Levels of reactive oxygen species (ROS), enzymes associated with oxidative stress and lipid peroxidation, gene expression of oxidative stress markers (COX2, iNOS, NF-κB and SOD) were determined in peripheral blood mononuclear cells (PBMCs) and serum isolated from a total of 30 NET subjects at three time points viz.: before, 4 weeks after first and fourth cycle of Lu-DOTATATE therapy. Serum cytokine levels (IL-2, IL-6, IFN-γ, TNF-α, IL-4, IL-10 and TGF-β) were measured by ELISA. DNA damage was assessed by checking the expression of γH2AX and DNA repair genes (ATM: Ataxia-Telangiectasia Mutated and ATR: Ataxia-Telangiectasia and Rad3-related). Plasma-derived exosomes were characterized, their uptake by PBMCs was visualized and consequent ROS generation was assessed in in-vitro co-culture.

RESULTS

The study exhibits a significant increase in ROS level and relatively higher expression of COX2 and iNOS in PBMCs of NET patients post therapy.
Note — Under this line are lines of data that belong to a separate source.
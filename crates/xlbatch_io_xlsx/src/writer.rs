//! XLSX writer kernel that renders DataFrames into workbook sheets.

use std::collections::BTreeSet;
use std::fs;
use std::io::Cursor;
use std::path::PathBuf;

use polars::prelude::{AnyValue, DataFrame, IpcReader, SerReader};
use rust_xlsxwriter::{Format, FormatAlign, FormatBorder, Workbook, Worksheet, XlsxError};

use crate::conf::N_LEN_EXCEL_SHEET_NAME_MAX;
use crate::spec::{
    EnumAutofitColumnsRule, EnumCellValue, SpecAutofitCellsPolicy, SpecCellFormat,
    SpecSheetReport, SpecXlsxFormats, SpecXlsxReport, SpecXlsxSheetWriteOptions,
    SpecXlsxWriteOptions,
};
use crate::util::{
    convert_cell_value, derive_partial_path, estimate_text_width, sanitize_sheet_name,
    validate_sheet_extent, validate_unique_columns,
};

/// Stateful workbook writer.
///
/// Sheets are buffered in memory; nothing exists at the output path until
/// [`Self::close`] succeeds.
pub struct XlsxWriter {
    path_file_out: PathBuf,
    workbook: Workbook,
    formats: SpecXlsxFormats,
    write_options: SpecXlsxWriteOptions,
    set_sheet_names_existing: BTreeSet<String>,
    report: SpecXlsxReport,
    if_closed: bool,
}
Serum inflammatory cytokines including IL-2, IL-6 and TNF-α were found elevated. The study did not find any change in the expression of genes associated with DNA damage. In-vitro co-culture of PBMCs (isolated before therapy) with exosomes derived after therapy exhibited significant increase in ROS as compared to control cells.

CONCLUSION

The study concludes that Lu-DOTATATE therapy alters redox status, however it does not cause DNA damage, suggestive of its safety. Further, the study demonstrates the role of exosomes in spreading of oxidative stress systemically.